Can Judges Mediate? CASE NOTE: Wardman v Macquarie Bank


[Free Image by Augusto Ordonez, Pixabay]

On 10 April 2019, Judge Dowdy of the Federal Circuit Court published his reasons for refusing to make a consent order that an employment law matter be referred to mediation by a Judge.

The parties in Wardman & Ors v Macquarie Bank Ltd [2019] FCCA 939 applied for consent orders to resolve some procedural matters and refer the substantive dispute to mediation by a Judge, pursuant to s 34 of the Federal Circuit Court Act 1999 (Cth) and rule 45.13B of the Federal Circuit Court of Australia Rules 2001 (Cth). Rule 45.13B(2)(a) explicitly anticipates that an order referring a proceeding to mediation may order that the mediator appointed be a Judge:

…(2) The mediator for the mediation must be: (a) a Judge; or…

Nonetheless, Dowdy J contacted the parties informing them that he believed he should not make an order that a Judge act as a mediator. Instead, he made an order for a Registrar to act as mediator. His Honour’s reasoning for his refusal to appoint a Judge as mediator can be summarised by the following 3 propositions:

  1. Mediators and Judges perform distinct roles
  2. Acting as a mediator is incompatible with the Constitutional role of a Judge (and Rule 45.13B(2)(a) is invalid)*
  3. Judges are not qualified to act as mediators

1. Mediators and Judges perform distinct roles

Source of authority

  • The Constitutional power to mediate is the Conciliation power in s 51(xxxv).
  • A Judge exercises judicial power under s 71 of the Constitution.

Facilitation of consensus v determination of dispute

  • Mediators aim to resolve disputes by consensus.
  • Judicial power is an elusive concept, but at its core is the power to decide controversies (ie, to determine the outcome of disputes).

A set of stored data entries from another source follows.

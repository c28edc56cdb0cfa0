//! Authentication value objects

use serde::{Deserialize, Serialize};

/// Tokens returned by a successful OTP verification
///
/// The backend follows the OAuth2 password-grant response shape. Only
/// `access_token` and `token_type` are guaranteed; `expires_in` is present
/// on newer backend revisions.
#[derive(Debug, Clone, Serialize, Deserialize, PartialEq)]
pub struct AuthTokens {
    /// Bearer token for subsequent authenticated requests
    pub access_token: String,

    /// Token type, always `bearer` in practice
    pub token_type: String,

    /// Access token lifetime in seconds, when the backend reports it
    #[serde(default, skip_serializing_if = "Option::is_none")]
    pub expires_in: Option<i64>,
}

/// Acknowledgement returned when an OTP has been dispatched
#[derive(Debug, Clone, Serialize, Deserialize, PartialEq)]
pub struct OtpReceipt {
    /// Human-readable delivery status message
    pub message: String,
}
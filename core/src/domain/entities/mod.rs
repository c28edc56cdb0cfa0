//! Wire entities returned by the backend

pub mod chat;
pub mod conversation;

pub use chat::{Chat, ChatMessage};
pub use conversation::Conversation;
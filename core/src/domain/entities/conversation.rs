//! Conversation list entity

use chrono::{DateTime, Utc};
use serde::{Deserialize, Serialize};

/// A named thread of question/answer exchanges as shown in the sidebar list
///
/// The backend serializes conversation summaries in camelCase.
#[derive(Debug, Clone, Serialize, Deserialize, PartialEq)]
#[serde(rename_all = "camelCase")]
pub struct Conversation {
    /// Opaque server-issued identifier
    pub id: String,

    /// Display title of the conversation
    pub title: String,

    /// Preview of the most recent message
    pub last_message: String,

    /// When the most recent message was exchanged
    pub last_message_timestamp: DateTime<Utc>,

    /// Number of unread messages
    pub unread_count: u32,

    /// Whether the conversation has multiple participants
    pub is_group: bool,

    pub created_at: DateTime<Utc>,

    pub updated_at: DateTime<Utc>,
}

#[cfg(test)]
mod tests {
    use super::*;

    #[test]
    fn test_deserialize_camel_case_wire_shape() {
        let json = r#"{
            "id": "conv-1",
            "title": "Travel plans",
            "lastMessage": "See you in Nairobi",
            "lastMessageTimestamp": "2025-01-15T10:30:00+00:00",
            "unreadCount": 2,
            "isGroup": false,
            "createdAt": "2025-01-10T08:00:00+00:00",
            "updatedAt": "2025-01-15T10:30:00+00:00"
        }"#;

        let conversation: Conversation = serde_json::from_str(json).unwrap();
        assert_eq!(conversation.id, "conv-1");
        assert_eq!(conversation.last_message, "See you in Nairobi");
        assert_eq!(conversation.unread_count, 2);
        assert!(!conversation.is_group);
    }

    #[test]
    fn test_serialize_round_trip_keeps_camel_case() {
        let json = r#"{
            "id": "c",
            "title": "t",
            "lastMessage": "m",
            "lastMessageTimestamp": "2025-01-15T10:30:00Z",
            "unreadCount": 0,
            "isGroup": true,
            "createdAt": "2025-01-15T10:30:00Z",
            "updatedAt": "2025-01-15T10:30:00Z"
        }"#;
        let conversation: Conversation = serde_json::from_str(json).unwrap();
        let value = serde_json::to_value(&conversation).unwrap();
        assert!(value.get("lastMessage").is_some());
        assert!(value.get("last_message").is_none());
    }
}
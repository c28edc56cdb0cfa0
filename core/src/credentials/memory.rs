//! In-memory credential store

use std::sync::RwLock;

use crate::credentials::CredentialStore;

/// Process-local credential store backed by a `RwLock`
///
/// This is the production store for the SDK (the hosting application decides
/// whether to persist the token elsewhere) and doubles as the test store.
#[derive(Debug, Default)]
pub struct MemoryCredentialStore {
    token: RwLock<Option<String>>,
}

impl MemoryCredentialStore {
    /// Create an empty store
    pub fn new() -> Self {
        Self::default()
    }

    /// Create a store pre-loaded with a token
    pub fn with_token(token: impl Into<String>) -> Self {
        Self {
            token: RwLock::new(Some(token.into())),
        }
    }
}

impl CredentialStore for MemoryCredentialStore {
    fn get(&self) -> Option<String> {
        self.token.read().expect("credential lock poisoned").clone()
    }

    fn set(&self, token: &str) {
        *self.token.write().expect("credential lock poisoned") = Some(token.to_string());
    }

    fn clear(&self) {
        *self.token.write().expect("credential lock poisoned") = None;
    }
}
//! Credential store trait defining the interface for bearer token storage

/// Single-slot storage for the session bearer token
///
/// The token is created on successful OTP verification, read at the start of
/// every authenticated request, and destroyed on explicit logout or on
/// receipt of an unauthorized response. Implementations must tolerate
/// concurrent readers; writes are last-write-wins.
pub trait CredentialStore: Send + Sync {
    /// Read the currently stored token, if any
    fn get(&self) -> Option<String>;

    /// Replace the stored token
    fn set(&self, token: &str);

    /// Remove the stored token
    ///
    /// Clearing an empty store is a no-op, not an error.
    fn clear(&self);

    /// Check whether a token is currently stored
    fn is_authenticated(&self) -> bool {
        self.get().is_some()
    }
}
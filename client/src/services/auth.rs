//! Phone-OTP authentication flow
//!
//! Drives the two-step login: request an OTP for a phone number, then
//! exchange phone + OTP for a bearer token. The token write on successful
//! verification and the clear on logout both go through the injected
//! credential store; the 401-triggered clear lives in the API client.

use std::sync::Arc;

use serde::Serialize;
use tracing::{debug, info};

use jibu_core::{AuthTokens, CredentialStore, OtpReceipt};
use jibu_shared::utils::phone::{is_valid_kenyan_phone, mask_phone_number, normalize_phone_number};
use jibu_shared::utils::validation::is_valid_otp;

use crate::error::ClientError;
use crate::http::ApiClient;

const REQUEST_OTP_PATH: &str = "auth/request-otp";
const VERIFY_OTP_PATH: &str = "auth/verify-otp";

/// OAuth2 grant type used by the verify endpoint
const PASSWORD_GRANT: &str = "password";

#[derive(Serialize)]
struct OtpRequest<'a> {
    phone: &'a str,
}

/// Authentication service for the phone-OTP login flow
pub struct AuthService {
    client: Arc<ApiClient>,
    credentials: Arc<dyn CredentialStore>,
}

impl AuthService {
    /// Create a new auth service
    ///
    /// `credentials` must be the same store the client reads its bearer
    /// token from, otherwise verified sessions never authenticate.
    pub fn new(client: Arc<ApiClient>, credentials: Arc<dyn CredentialStore>) -> Self {
        Self {
            client,
            credentials,
        }
    }

    /// Request an OTP to be sent to a phone number
    ///
    /// The raw input is canonicalized first; numbers that do not validate
    /// after normalization are rejected locally with
    /// [`ClientError::InvalidPhone`] and no request is issued.
    pub async fn request_otp(&self, raw_phone: &str) -> Result<OtpReceipt, ClientError> {
        let phone = normalize_phone_number(raw_phone);
        if !is_valid_kenyan_phone(&phone) {
            return Err(ClientError::InvalidPhone { phone });
        }

        debug!(phone = %mask_phone_number(&phone), "requesting OTP");
        self.client
            .post(REQUEST_OTP_PATH, &OtpRequest { phone: &phone })
            .await
    }

    /// Exchange a phone number and OTP for a bearer token
    ///
    /// Sends the OAuth2 password-grant form (`username` = canonical phone,
    /// `password` = OTP digits). On success the access token is stored in
    /// the credential store, making subsequent client calls authenticated.
    pub async fn verify_otp(&self, raw_phone: &str, otp: &str) -> Result<AuthTokens, ClientError> {
        let phone = normalize_phone_number(raw_phone);
        if !is_valid_kenyan_phone(&phone) {
            return Err(ClientError::InvalidPhone { phone });
        }
        if !is_valid_otp(otp) {
            return Err(ClientError::InvalidOtp);
        }

        let fields = [
            ("grant_type", PASSWORD_GRANT),
            ("username", phone.as_str()),
            ("password", otp),
        ];

        let tokens: AuthTokens = self.client.post_form(VERIFY_OTP_PATH, &fields).await?;

        self.credentials.set(&tokens.access_token);
        info!(phone = %mask_phone_number(&phone), "session established");

        Ok(tokens)
    }

    /// Discard the stored session token
    pub fn logout(&self) {
        self.credentials.clear();
        info!("session cleared");
    }
}
//! Chat thread entity and its messages

use chrono::{DateTime, Utc};
use serde::{Deserialize, Serialize};

/// A single question/answer exchange within a conversation
///
/// This is also the response shape of the `ask` endpoint: the backend echoes
/// the question together with the generated answer and the conversation the
/// exchange was filed under.
#[derive(Debug, Clone, Serialize, Deserialize, PartialEq)]
pub struct ChatMessage {
    /// The question as submitted
    pub question: String,

    /// The generated answer (markdown)
    pub answer: String,

    /// When the exchange happened
    pub timestamp: DateTime<Utc>,

    /// Conversation the exchange belongs to
    pub conversation_id: String,
}

/// A full chat thread as returned by `chats/{id}`
#[derive(Debug, Clone, Serialize, Deserialize, PartialEq)]
pub struct Chat {
    /// Display title of the thread
    pub title: String,

    /// Last modification time
    pub updated_at: DateTime<Utc>,

    /// Ordered question/answer exchanges
    pub messages: Vec<ChatMessage>,
}
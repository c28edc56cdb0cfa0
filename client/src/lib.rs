//! # Jibu Client
//!
//! Authenticated HTTP request layer and typed services for the Jibu chat
//! backend. Every outbound call flows through [`ApiClient`], which owns URL
//! construction, bearer-token header injection, JSON/form request execution,
//! error normalization, and unauthorized-session handling.
//!
//! ## Usage
//!
//! ```no_run
//! use std::sync::Arc;
//!
//! use jibu_client::{ApiClient, AuthService, ChatService};
//! use jibu_core::MemoryCredentialStore;
//! use jibu_shared::ApiConfig;
//!
//! # async fn example() -> Result<(), jibu_client::ClientError> {
//! let credentials = Arc::new(MemoryCredentialStore::new());
//! let client = Arc::new(ApiClient::new(ApiConfig::from_env(), credentials.clone())?);
//!
//! let auth = AuthService::new(client.clone(), credentials);
//! auth.request_otp("0712 345 678").await?;
//! auth.verify_otp("+254712345678", "123456").await?;
//!
//! let chats = ChatService::new(client);
//! let conversations = chats.conversations().await?;
//! println!("{} conversation(s)", conversations.len());
//! # Ok(())
//! # }
//! ```

pub mod error;
pub mod http;
pub mod services;

pub use error::ClientError;
pub use http::{ApiClient, RequestOptions};
pub use services::{AuthService, ChatService};
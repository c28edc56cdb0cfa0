//! Conversation and question/answer operations

use std::sync::Arc;

use serde::Serialize;
use tracing::debug;

use jibu_core::{Chat, ChatMessage, Conversation};

use crate::error::ClientError;
use crate::http::ApiClient;

const CHATS_PATH: &str = "chats";
const ASK_PATH: &str = "ask";

/// Title prefix the UI assigns to conversations that have not been saved
/// server-side yet; such identifiers must not be sent to the backend.
const UNSAVED_CONVERSATION_PREFIX: &str = "New Chat";

#[derive(Serialize)]
struct AskRequest<'a> {
    question: &'a str,
    #[serde(skip_serializing_if = "Option::is_none")]
    conversation_id: Option<&'a str>,
}

#[derive(Serialize)]
struct UpdateTitleRequest<'a> {
    title: &'a str,
}

/// Chat service for the authenticated conversation endpoints
pub struct ChatService {
    client: Arc<ApiClient>,
}

impl ChatService {
    /// Create a new chat service
    pub fn new(client: Arc<ApiClient>) -> Self {
        Self { client }
    }

    /// Fetch all conversations for the authenticated user
    pub async fn conversations(&self) -> Result<Vec<Conversation>, ClientError> {
        self.client.get(CHATS_PATH).await
    }

    /// Fetch a specific chat thread by conversation id
    pub async fn chat(&self, conversation_id: &str) -> Result<Chat, ClientError> {
        self.client
            .get(&format!("{CHATS_PATH}/{conversation_id}"))
            .await
    }

    /// Update a chat title, returning the updated thread
    pub async fn update_title(
        &self,
        conversation_id: &str,
        title: &str,
    ) -> Result<Chat, ClientError> {
        debug!(conversation_id, "updating chat title");
        self.client
            .put(
                &format!("{CHATS_PATH}/{conversation_id}"),
                &UpdateTitleRequest { title },
            )
            .await
    }

    /// Ask a question and get an answer
    ///
    /// When `conversation_id` names an existing conversation the exchange is
    /// appended to it; when it is absent, or still carries the unsaved
    /// placeholder identifier, it is omitted and the backend creates a new
    /// conversation.
    pub async fn ask(
        &self,
        question: &str,
        conversation_id: Option<&str>,
    ) -> Result<ChatMessage, ClientError> {
        let conversation_id =
            conversation_id.filter(|id| !id.starts_with(UNSAVED_CONVERSATION_PREFIX));

        debug!(saved = conversation_id.is_some(), "asking question");
        self.client
            .post(
                ASK_PATH,
                &AskRequest {
                    question,
                    conversation_id,
                },
            )
            .await
    }
}

#[cfg(test)]
mod tests {
    use super::*;

    #[test]
    fn test_ask_request_omits_absent_conversation_id() {
        let body = serde_json::to_value(&AskRequest {
            question: "Why?",
            conversation_id: None,
        })
        .unwrap();
        assert_eq!(body, serde_json::json!({"question": "Why?"}));
    }

    #[test]
    fn test_ask_request_includes_conversation_id() {
        let body = serde_json::to_value(&AskRequest {
            question: "Why?",
            conversation_id: Some("conv-1"),
        })
        .unwrap();
        assert_eq!(
            body,
            serde_json::json!({"question": "Why?", "conversation_id": "conv-1"})
        );
    }
}
//! Credential token storage abstraction
//!
//! The bearer token is a process-wide single slot with last-write-wins
//! semantics. The store is injected into the API client rather than reached
//! through ambient global state, so the 401-triggered clear is testable
//! without a real browser storage mechanism.

pub mod memory;
pub mod store;

pub use memory::MemoryCredentialStore;
pub use store::CredentialStore;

Context of decision-making

  • Mediation is typically private, confidential, informal and non-adversarial.
  • Judicial power must be administered in public and reasoning must be published. The judicial process is primarily adversarial.

2. Acting as a mediator is incompatible with the Constitutional role of a Judge

Judicial power must be exercised according to judicial process

  • Judicial process requires (with limited exceptions) open and public inquiry, application of rules of natural justice, identification of law and facts, and application of law and facts to decide the outcome (see Grollo v Palmer).
  • Mediators meet in private, sometimes with only one party at a time, do not decide facts or law, do not make decisions, mediated decisions are not required to be made according to legal principles, and neither reasons nor decisions are published.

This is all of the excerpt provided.